In Chapter IV. we saw that the Unknown Power of which neither beginning nor end can be conceived, is present to us as that unshaped material of consciousness which is shaped afresh in every thought. Our inability to conceive its limitation, is thus simply the obverse of our inability to put an end to the thinking subject while still continuing to think. In the two foregoing chapters, we contemplated this fundamental truth under another aspect. The indestructibility of Matter and the continuity of Motion, we saw to be really corollaries from the impossibility of establishing in thought a relation between something and nothing. What we call the establishment of a relation in thought, is the passage of the substance of consciousness, from one form into another. To think of something becoming nothing, would involve that this substance of consciousness having just existed under a given form, should next assume no form; or should cease to be consciousness. And thus our inability to conceive Matter and Motion destroyed, is our inability to suppress consciousness itself. What, in these two foregoing chapters, was proved true of Matter and Motion, is, à fortiori, true of the Force out of which our conceptions of Matter and Motion are built. Indeed, as we saw, that which is indestructible in matter and motion, is the force they present. And, as we here see, the truth that Force is indestructible, is the obverse of the truth that the Unknown Cause of the changes going on in consciousness is indestructible. So that the persistence of consciousness, constitutes at once our immediate experience of the persistence of Force, and imposes on us the necessity we are under of asserting its persistence.
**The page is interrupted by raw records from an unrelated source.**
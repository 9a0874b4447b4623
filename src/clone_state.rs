use crate::{
    command::{LearnCommand, RollbackCommand},
    data_structure::PersistentStack,
};
use derive_more::{Display, From};

/// What `check` reports for a clone that has no active program.
pub const BASIC: &str = "basic";

/// Opaque identifier of a learnable program.
#[derive(Debug, Clone, Copy, Eq, PartialEq, Ord, PartialOrd, Hash, Display, From)]
#[display(fmt = "{}", _0)]
pub struct ProgramId(pub i64);

/// Learning history of one clone.
///
/// Every field is a [`PersistentStack`], so copying a clone is three pointer
/// copies and the copy shares all the history it was created with.
/// `programs` and `learn_history` always have the same length.
#[derive(Debug, Clone, Default)]
pub struct CloneState {
    pub(crate) programs: PersistentStack<ProgramId>,
    pub(crate) learn_history: PersistentStack<LearnCommand>,
    pub(crate) rollback_history: PersistentStack<RollbackCommand>,
}

impl CloneState {
    pub fn new() -> Self {
        Default::default()
    }

    pub fn copy(&self) -> Self {
        Self {
            programs: self.programs.copy(),
            learn_history: self.learn_history.copy(),
            rollback_history: self.rollback_history.copy(),
        }
    }

    /// The most recently learned program that is still active, or `"basic"`.
    pub fn last_program(&self) -> String {
        self.programs
            .peek()
            .map_or_else(|_| BASIC.to_string(), ToString::to_string)
    }

    /// Active programs, most recent first.
    pub fn programs(&self) -> impl Iterator<Item = ProgramId> + '_ {
        self.programs.iter().copied()
    }

    pub fn learned_count(&self) -> usize {
        self.programs.len()
    }

    /// How many learns can currently be rolled back.
    pub fn undo_depth(&self) -> usize {
        self.learn_history.len()
    }

    /// How many rollbacks can currently be relearned.
    pub fn redo_depth(&self) -> usize {
        self.rollback_history.len()
    }

    pub(crate) fn shares_history_with(&self, other: &Self) -> bool {
        self.programs.ptr_eq(&other.programs)
            && self.learn_history.ptr_eq(&other.learn_history)
            && self.rollback_history.ptr_eq(&other.rollback_history)
    }
}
§ 76. Thus, in all ways there is forced on us the fact, that here is an ultimate truth given in our mental constitution. It is not only a datum of science, but it is a datum which even the assertion of our nescience involves. Whoever alleges that the inability to conceive a beginning or end of the Universe, is a negative result of our mental structure, cannot deny that our consciousness of the Universe as persistent, is a positive result of our mental structure. And this persistence of the Universe, is the persistence of that Unknown Cause, Power, or Force, which is manifested to us through all phenomena.
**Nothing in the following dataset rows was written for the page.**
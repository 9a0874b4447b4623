use std::io;

use tracing::Level;
use tracing_subscriber::{filter::Targets, prelude::*};

#[derive(clap::Args, Debug)]
pub struct Verbosity {
    /// Increase verbosity of the logs
    ///
    /// The verbosity only applies to the logging of the crate,
    /// logging from other crates is filtered to WARN.
    #[arg(short, long, help_heading = "Verbosity", action = clap::ArgAction::Count)]
    verbose: u8,

    /// Reduce verbosity of the logs
    #[arg(short, long, help_heading = "Verbosity", action = clap::ArgAction::Count, conflicts_with = "verbose")]
    quiet: u8,
}

impl Verbosity {
    /// Installs the global subscriber. Logs go to stderr so that stdout only
    /// carries query results.
    pub(crate) fn configure(&self) {
        #[cfg(debug_assertions)]
        let show_details = true;
        #[cfg(not(debug_assertions))]
        let show_details = false;

        tracing_subscriber::registry()
            .with(
                tracing_subscriber::fmt::layer()
                    .with_writer(io::stderr)
                    .with_file(show_details)
                    .with_target(show_details),
            )
            .with::<Targets>(self.into())
            .init();
    }
}

impl From<&Verbosity> for Targets {
    fn from(val: &Verbosity) -> Self {
        Targets::new()
            .with_default(Level::WARN)
            .with_target(
                "clones",
                match val.verbose as i16 - val.quiet as i16 {
                    ..=-1 => Level::ERROR,
                    0 => Level::WARN,
                    1 => Level::INFO,
                    2 => Level::DEBUG,
                    3.. => Level::TRACE,
                },
            )
    }
}
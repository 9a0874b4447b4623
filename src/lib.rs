use thiserror::Error;

pub use clone_state::{CloneState, ProgramId, BASIC};
pub use clones_query::{parse_query, CloneIndex, ParseError, Query, Verb};
pub use command::HistoryError;
pub use data_structure::{EmptyStackError, PersistentStack};
pub use system::{CloneError, IndexPolicy, VersionSystem};

mod clone_state;
pub mod command;
pub mod data_structure;
mod system;

#[derive(Debug, Clone, Eq, PartialEq, Error)]
pub enum Error {
    #[error(transparent)]
    Parse(#[from] ParseError),
    #[error(transparent)]
    Clone(#[from] CloneError),
    #[error(transparent)]
    History(#[from] HistoryError),
}

pub type Result<T, E = Error> = std::result::Result<T, E>;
Such then is the foundation of any possible system of positive knowledge. Deeper than demonstration – deeper even than definite cognition – deep as the very nature of mind, is the postulate at which we have arrived. Its authority transcends all other whatever; for not only is it given in the constitution of our own consciousness, but it is impossible to imagine a consciousness so constituted as not to give it. Thought, involving simply the establishment of relations, may be readily conceived to go on while yet these relations have not been organized into the abstracts we call Space and Time; and so there is a conceivable kind of consciousness which does not contain the truths, commonly called à priori, involved in the organization of these forms of relations. But thought cannot be conceived to go on without some element between which its relations may be established; and so there is no conceivable kind of consciousness which does not imply continued existence as its datum. Consciousness without this or that particular form is possible; but consciousness without contents is impossible.